GROMACS version: 2023.4
GROMACS modification: No

Hello Gromacs forum members!

I’m working on some T-REMD simulations of an enzyme where I am using enhance sampling to sample different settled configurations of the active site. I haven’t run into any fatal errors with my simulations, however I did run into an oddity that I though the gromacs forum could shed some light onto.

I find that when I run equilibration simulations for each respective temperature replica I get extremely low performances (~20 ns/day for a system with 59000 atoms), however when I run the production simulation with replica exchanges I see a 5x performance improvement (~100 ns/day for the same system). Intuitively, I would think the simulations undergoing replica exchange would have a lower performance due to the overhead of exchanging replicas every so often, but with this system that doesn’t seem to be the case.

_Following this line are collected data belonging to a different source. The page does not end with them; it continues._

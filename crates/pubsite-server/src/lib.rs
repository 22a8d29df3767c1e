//! HTTP server for pubsite.
//!
//! Serves two surfaces from one axum router:
//! - public sites: any `GET` on `<slug>.<domain>.<tld>` renders a markdown
//!   file from the site's repository inside the public page layout
//! - the site management API under `/api/sites`
//!
//! # Quick Start
//!
//! ```ignore
//! use pubsite_server::{ServerConfig, run_server};
//!
//! #[tokio::main]
//! async fn main() {
//!     let config = ServerConfig {
//!         port: 8080,
//!         ..ServerConfig::default()
//!     };
//!
//!     run_server(config).await.unwrap();
//! }
//! ```
//!
//! # Architecture
//!
//! ```text
//! Browser ──HTTP──► axum router (pubsite-server)
//!                        │
//!                        ├─► /api/sites ──► SiteRegistry (sqlx)
//!                        │
//!                        └─► fallback ──► SiteResolver
//!                                            ├─► SiteRegistry
//!                                            ├─► ContentFetcher (ureq, blocking pool)
//!                                            └─► MarkdownRenderer
//! ```

mod app;
mod error;
mod handlers;
mod middleware;
pub mod presenter;
mod state;

use std::net::SocketAddr;
use std::str::FromStr;
use std::sync::Arc;
use std::time::Duration;

use axum::http::HeaderName;
use pubsite_fetch::RawContentFetcher;
use pubsite_registry::SqliteRegistry;
use pubsite_renderer::MarkdownRenderer;

pub use app::create_router;
pub use error::ServerError;
pub use state::AppState;

/// Server configuration.
#[derive(Clone, Debug)]
pub struct ServerConfig {
    /// Host address to bind to.
    pub host: String,
    /// Port to listen on.
    pub port: u16,
    /// Site registry database URL.
    pub database_url: String,
    /// Maximum registry pool connections.
    pub max_connections: u32,
    /// Raw content host base URL.
    pub content_url: String,
    /// Timeout for one content fetch.
    pub content_timeout: Duration,
    /// Header carrying the authenticated owner id.
    pub owner_header: String,
}

impl Default for ServerConfig {
    fn default() -> Self {
        Self {
            host: "127.0.0.1".to_owned(),
            port: 7979,
            database_url: "sqlite://pubsite.db".to_owned(),
            max_connections: 5,
            content_url: pubsite_fetch::DEFAULT_BASE_URL.to_owned(),
            content_timeout: Duration::from_secs(30),
            owner_header: "x-owner-id".to_owned(),
        }
    }
}

/// Build shared state from configuration: registry, fetcher and renderer.
///
/// # Errors
///
/// Returns an error if the registry cannot be opened or the owner header
/// name is invalid.
pub async fn build_state(config: &ServerConfig) -> Result<AppState, Box<dyn std::error::Error>> {
    let registry = SqliteRegistry::connect(&config.database_url, config.max_connections).await?;
    let fetcher = RawContentFetcher::new(&config.content_url, config.content_timeout);
    let owner_header = HeaderName::from_str(&config.owner_header)?;

    Ok(AppState::new(
        Arc::new(registry),
        Arc::new(fetcher),
        MarkdownRenderer::new(),
        owner_header,
    ))
}

/// Run the server.
///
/// # Errors
///
/// Returns an error if the server fails to start.
pub async fn run_server(config: ServerConfig) -> Result<(), Box<dyn std::error::Error>> {
    let state = Arc::new(build_state(&config).await?);
    let app = app::create_router(state);

    let addr = SocketAddr::from_str(&format!("{}:{}", config.host, config.port))?;
    tracing::info!(address = %addr, content = %config.content_url, "Starting server");

    let listener = tokio::net::TcpListener::bind(addr).await?;
    axum::serve(listener, app)
        .with_graceful_shutdown(shutdown_signal())
        .await?;

    tracing::info!("Server stopped");
    Ok(())
}

/// Wait for shutdown signal (Ctrl-C).
async fn shutdown_signal() {
    if let Err(e) = tokio::signal::ctrl_c().await {
        tracing::error!(error = %e, "Failed to listen for Ctrl+C");
        std::future::pending::<()>().await;
    }
    tracing::info!("Shutdown signal received, stopping server...");
}

/// Create server configuration from pubsite config.
#[must_use]
pub fn server_config_from_config(config: &pubsite_config::Config) -> ServerConfig {
    ServerConfig {
        host: config.server.host.clone(),
        port: config.server.port,
        database_url: config.database.url.clone(),
        max_connections: config.database.max_connections,
        content_url: config.content.base_url.clone(),
        content_timeout: config.content.timeout(),
        owner_header: config.auth.owner_header.clone(),
    }
}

These T-REMD simulations are being run on Gromacs 2023.4 with MPI and CUDA support on a cluster with 8 NVIDIA Tesla V100. The equilibration and production simulations all share essentially the same MDP options, where the only major difference is the inclusion of the -nex and -replex flag for the replica exchange simulations. Here I’ve included one of my benchmarking plots that show’s the odd performance increase that comes from the T-REMD simulations. I’m wondering if this is known in the community, and if there is any work arounds to get the non-exchanging equilibration simulations to get similar performance as the T-REMD simulations.

I did a similar benchmarking experiment with the same simulations, but I included the following flags: -nex 0 -replex 100. My thought here was that the equilibration simulations will attempt exchanges every 100 steps, but won’t actually exchange configurations, just to see if there was something in the replica exchange code that was causing this performance increase. This gave a similar performance plots to the one shared above, where the exchanging simulation gets a massive performance increase. I also did repeated this benchmarking with the environment variable GMX_ENABLE_DIRECT_GPU_COMM set to true, which gave similar results. In all cases T-REMD simulations vastly out-perform the individual equilibration simulations.

Any ideas on why these T-REMD simulations see such a large performance increase?

Looking through the log files from these simulations it looks like the production REMD simulations offload the PME calculation to the GPUs, but the non-exchanging multi-simulation does not. Here’s an example of the GPU tasks for the REMD simulation.

Mapping of GPU IDs to the 128 GPU tasks in the 64 ranks on this node:
PP tasks will do (non-perturbed) short-ranged interactions on the GPU
PP task will update and constrain coordinates on the GPU
PME tasks will do all aspects on the GPU

For the non-REMD simulations GPU tasks are only setup for PP calculations.

Try specifying the mdrun options -pme gpu -update gpu and see if it helps. At least you should get a message why those options are not possible with your simulation (if they aren’t).